What the task requires -> Gather from the material every line that contains the string "bindings".
BEGIN Materials provided
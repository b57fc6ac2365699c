//! Video Generator Web UI
//!
//! Browser-side glue for the server-rendered video generator pages: upload
//! previews, toasts, htmx request feedback, form validation, theme toggle,
//! auto-save and keyboard shortcuts. Compiled to WebAssembly; the behaviors
//! are written against small seams (`View`, `KeyValueStore`, `Scheduler`) so
//! they run natively under test.

pub mod app;
pub mod bindings;
pub mod components;
pub mod config;
pub mod context;
pub mod error;
pub mod format;
pub mod models;
pub mod platform;
pub mod store;
pub mod tasks;
pub mod view;

use wasm_bindgen::prelude::*;

/// Module entry point, run when the script is evaluated
#[wasm_bindgen(start)]
pub fn start() {
    console_error_panic_hook::set_once();
    let _ = console_log::init_with_level(log::Level::Trace);
    tasks::init_browser_executor();

    let (ui, config_seen) = match bindings::boot() {
        Ok(booted) => booted,
        Err(e) => {
            log::error!("web ui not started: {}", e);
            return;
        }
    };
    log::set_max_level(ui.config().log_level().to_level_filter());

    // Theme goes on before the DOM is interactive
    ui.restore_theme();
    bindings::when_dom_ready(ui, config_seen);
}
END Materials provided
Problem solution ->
pub mod bindings;
    let (ui, config_seen) = match bindings::boot() {
    bindings::when_dom_ready(ui, config_seen);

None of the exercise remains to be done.